Marshall will get a first hand look at how damaging message board chatter can really be next season. Chad Mascoe was considered to be the third-best strong-side linebacker in the nation when he left high school. Rather than sign with Florida State, Mascoe will be right across the line of scrimmage staring into the eyes of the Herd's Byron Leftwich next fall. Mascoe is projected as UCF's new middle linebacker when Central Florida rolls into Huntington to make their MAC debut against Marshall.

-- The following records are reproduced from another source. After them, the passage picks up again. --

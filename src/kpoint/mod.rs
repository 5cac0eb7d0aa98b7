//! Wavefunction data at one k-point and its behaviour under symmetry.

use std::collections::HashMap;

use anyhow::{self, format_err};
use derive_builder::Builder;
use nalgebra::Matrix2;
use ndarray::{s, Array1, Array2};
use ndarray_linalg::Eig;
use num_complex::Complex;
use num_traits::Zero;

use crate::analysis::degenerate_subspaces;
use crate::auxiliary::comparator::{cluster_by_gap, cluster_mean, cluster_phases};
use crate::auxiliary::linalg::orthogonalise;
use crate::basis::KBasis;
use crate::symmetry::SymmetryOperation;

pub mod symmetry_action;

use symmetry_action::transform_coefficients;

#[cfg(test)]
#[path = "kpoint_tests.rs"]
mod kpoint_tests;

type C64 = Complex<f64>;

// ==================
// Struct definitions
// ==================

/// A structure to manage the wavefunctions of one k-point: the reconciled
/// plane-wave basis, the expansion coefficients of the bands in the selected
/// window, and their energies.
#[derive(Builder, Clone)]
#[builder(build_fn(validate = "Self::validate"))]
pub struct Kpoint {
    /// The index of this k-point in the input k-point list.
    ik: usize,

    /// Whether the wavefunctions are spinors.
    #[builder(default = "false")]
    spinor: bool,

    /// The reconciled plane-wave basis.
    basis: KBasis,

    /// The coefficient matrix, one band per row. Row `i` corresponds to
    /// `energies[i]`; the column ordering matches the G-vector sequence of
    /// the basis, with the two spinor blocks concatenated in the same G
    /// order.
    #[builder(setter(custom))]
    coefficients: Array2<C64>,

    /// The band energies in eV, relative to the Fermi level.
    #[builder(setter(custom))]
    energies: Array1<f64>,

    /// The energy of the first band above the selected window, if known.
    /// Used for gap computations.
    #[builder(default = "None")]
    upper: Option<f64>,
}

impl KpointBuilder {
    pub fn coefficients(&mut self, wf: Array2<C64>) -> &mut Self {
        self.coefficients = Some(wf);
        self
    }

    pub fn energies(&mut self, energies: Array1<f64>) -> &mut Self {
        self.energies = Some(energies);
        self
    }

    fn validate(&self) -> Result<(), String> {
        let basis = self.basis.as_ref().ok_or("No basis found.".to_string())?;
        let wf = self
            .coefficients
            .as_ref()
            .ok_or("No coefficients found.".to_string())?;
        let energies = self
            .energies
            .as_ref()
            .ok_or("No energies found.".to_string())?;
        if wf.nrows() == 0 {
            return Err("No bands to analyse.".to_string());
        }
        if wf.nrows() != energies.len() {
            return Err(format!(
                "{} coefficient rows for {} energies.",
                wf.nrows(),
                energies.len()
            ));
        }
        let spinor = self.spinor.unwrap_or(false);
        let ncoeffs = basis.len() * if spinor { 2 } else { 1 };
        if wf.ncols() != ncoeffs {
            return Err(format!(
                "{} coefficient columns for a basis of {} plane waves.",
                wf.ncols(),
                ncoeffs
            ));
        }
        Ok(())
    }
}

impl Kpoint {
    /// Returns a builder to construct a new k-point.
    pub fn builder() -> KpointBuilder {
        KpointBuilder::default()
    }

    /// The index of this k-point in the input k-point list.
    pub fn ik(&self) -> usize {
        self.ik
    }

    /// The k-point in direct coordinates.
    pub fn kpt(&self) -> &nalgebra::Vector3<f64> {
        self.basis.kpt()
    }

    /// The reconciled plane-wave basis.
    pub fn basis(&self) -> &KBasis {
        &self.basis
    }

    /// Whether the wavefunctions are spinors.
    pub fn spinor(&self) -> bool {
        self.spinor
    }

    /// The number of bands in the window.
    pub fn num_bands(&self) -> usize {
        self.coefficients.nrows()
    }

    /// The band energies in eV, relative to the Fermi level.
    pub fn energies(&self) -> &Array1<f64> {
        &self.energies
    }

    /// The coefficient matrix, one band per row.
    pub fn coefficients(&self) -> &Array2<C64> {
        &self.coefficients
    }

    /// The energy of the first band above the window, if known.
    pub fn upper(&self) -> Option<f64> {
        self.upper
    }

    /// Normalises every band to unit norm over the reconciled basis. A user
    /// cutoff below the code cutoff truncates the expansion, so the stored
    /// coefficients are renormalised before any symmetry analysis.
    pub fn normalise(&mut self) {
        for mut row in self.coefficients.rows_mut() {
            let norm = row.iter().map(|z| z.norm_sqr()).sum::<f64>().sqrt();
            if norm > 0.0 {
                row.mapv_inplace(|z| z / norm);
            }
        }
    }

    /// Computes the matrix of a little-group operation in the band window:
    /// element (i, j) is ⟨ψᵢ|R̂|ψⱼ⟩.
    ///
    /// `spin` must carry the full spin-space matrix of the operation exactly
    /// when the wavefunctions are spinors.
    pub fn symmetry_matrix(
        &self,
        op: &SymmetryOperation,
        spin: Option<&Matrix2<C64>>,
        thresh: f64,
    ) -> Result<Array2<C64>, anyhow::Error> {
        let transformed = transform_coefficients(
            op,
            self.ik,
            &self.basis,
            self.spinor,
            self.coefficients.view(),
            spin,
            thresh,
        )?;
        let bra = self.coefficients.mapv(|z| z.conj());
        Ok(bra.dot(&transformed.t()))
    }

    /// Computes the overlap matrix ⟨ψᵢ(this)|ψⱼ(other)⟩ between the bands of
    /// two k-points over the intersection of their G-vector sets.
    ///
    /// Plane waves are matched in the periodic gauge: column G of `other` is
    /// paired with column G − Δ of this k-point, where
    /// Δ = round(k_this − k_other). Along a dense path Δ vanishes; on the
    /// closing edge of a loop it restores the winding reciprocal-lattice
    /// vector.
    pub fn overlap(&self, other: &Kpoint) -> Result<Array2<C64>, anyhow::Error> {
        if self.spinor != other.spinor {
            return Err(format_err!(
                "Cannot overlap spinor and scalar wavefunctions (k-points {} and {}).",
                self.ik,
                other.ik
            ));
        }
        let shift = (self.kpt() - other.kpt()).map(f64::round).map(|x| x as i32);
        let ng_a = self.basis.len();
        let ng_b = other.basis.len();

        let mut index_a = HashMap::with_capacity(ng_a);
        for (c, g) in self.basis.gvectors().iter().enumerate() {
            index_a.insert([g.x, g.y, g.z], c);
        }

        let mut m = Array2::<C64>::zeros((self.num_bands(), other.num_bands()));
        for (cb, g) in other.basis.gvectors().iter().enumerate() {
            let g_shifted = g - shift;
            let Some(&ca) = index_a.get(&[g_shifted.x, g_shifted.y, g_shifted.z]) else {
                continue;
            };
            for i in 0..self.num_bands() {
                for j in 0..other.num_bands() {
                    let mut term =
                        self.coefficients[[i, ca]].conj() * other.coefficients[[j, cb]];
                    if self.spinor {
                        term += self.coefficients[[i, ng_a + ca]].conj()
                            * other.coefficients[[j, ng_b + cb]];
                    }
                    m[[i, j]] += term;
                }
            }
        }
        Ok(m)
    }

    /// Separates the bands of this k-point according to the eigenvalues of a
    /// symmetry operation.
    ///
    /// The operation matrix is computed over the whole band window, cleaned
    /// to an exact unitary within the given thresholds, and diagonalised
    /// block-wise on the degenerate subspaces. The resulting eigenvalues are
    /// clustered with the comparator of
    /// [`crate::auxiliary::comparator`]: by real part when `group_kramers` is
    /// set (time-reversal partners carry conjugate eigenvalues), by phase
    /// otherwise. One sub-k-point per eigenvalue cluster is returned together
    /// with the cluster mean, ordered by the comparator.
    #[allow(clippy::too_many_arguments)]
    pub fn separate(
        &self,
        op: &SymmetryOperation,
        spin: Option<&Matrix2<C64>>,
        degen_thresh: f64,
        cluster_thresh: f64,
        group_kramers: bool,
        unitarity_warn_thresh: f64,
        unitarity_error_thresh: f64,
        integer_thresh: f64,
    ) -> Result<Vec<(C64, Kpoint)>, anyhow::Error> {
        let m = self.symmetry_matrix(op, spin, integer_thresh)?;
        let groups = degenerate_subspaces(&self.energies, degen_thresh)?;

        // The operation commutes with the Hamiltonian, so its matrix must be
        // block-diagonal over the degenerate subspaces up to numerical noise.
        let mut off_block: f64 = 0.0;
        for (a, ga) in groups.iter().enumerate() {
            for (b, gb) in groups.iter().enumerate() {
                if a == b {
                    continue;
                }
                for i in ga.clone() {
                    for j in gb.clone() {
                        off_block = off_block.max(m[[i, j]].norm());
                    }
                }
            }
        }
        if off_block > unitarity_warn_thresh {
            log::warn!(
                "K-point {}: the symmetry matrix couples distinct degenerate subspaces \
                 (max off-block element {off_block:.3e}).",
                self.ik
            );
        }

        let mut eigenvalues = vec![C64::zero(); self.num_bands()];
        let mut rotated = self.coefficients.clone();
        for group in &groups {
            let block = m.slice(s![group.clone(), group.clone()]).to_owned();
            let block = orthogonalise(&block, unitarity_warn_thresh, unitarity_error_thresh)
                .map_err(|err| {
                    format_err!(
                        "K-point {}: bands {}..{}: {err}",
                        self.ik,
                        group.start + 1,
                        group.end
                    )
                })?;
            let (w, v) = block
                .eig()
                .map_err(|err| format_err!("K-point {}: eigensolver failed: {err}.", self.ik))?;
            let wf_block = self.coefficients.slice(s![group.clone(), ..]);
            let new_block = v.t().dot(&wf_block);
            rotated.slice_mut(s![group.clone(), ..]).assign(&new_block);
            for (a, wa) in w.iter().enumerate() {
                eigenvalues[group.start + a] = *wa;
            }
        }

        let clusters = if group_kramers {
            let re = eigenvalues.iter().map(|w| w.re).collect::<Vec<_>>();
            cluster_by_gap(&re, cluster_thresh)
        } else {
            cluster_phases(&eigenvalues, cluster_thresh)
        };

        let mut separated = Vec::with_capacity(clusters.len());
        for cluster in &clusters {
            let mut bands = cluster.clone();
            bands.sort();
            let value = cluster_mean(&eigenvalues, &bands);
            let wf = ndarray::stack(
                ndarray::Axis(0),
                &bands
                    .iter()
                    .map(|&b| rotated.slice(s![b, ..]))
                    .collect::<Vec<_>>(),
            )
            .map_err(|err| format_err!("K-point {}: {err}", self.ik))?;
            let energies = Array1::from_iter(bands.iter().map(|&b| self.energies[b]));
            let kp = Kpoint::builder()
                .ik(self.ik)
                .spinor(self.spinor)
                .basis(self.basis.clone())
                .coefficients(wf)
                .energies(energies)
                .upper(self.upper)
                .build()
                .map_err(|err| format_err!("K-point {}: {err}", self.ik))?;
            separated.push((value, kp));
        }
        Ok(separated)
    }
}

Marshall's former I-AA playoff rival Troy State continues to try and follow the Herd's path to success at the I-A level. In mid-December, the Alabama-based Trojans Board of Trustees authorized an $11 million expansion of Memorial Stadium that will allow construction of 22 sky boxes ($16,000 rent per year) and bring its capacity to 30,000 seats. Construction will begin after next season and should be ready in time for Marshall's season opening visit to Troy State on August 30, 2003.

"We wanted to play our home games at home, not in Montgomery or Mobile," Said Troy State AD Johnny Williams. "Marshall, UAB and Iowa State are already on our schedule. We think we can attract some other big names, but we have to have a place big enough for our fans and their fans."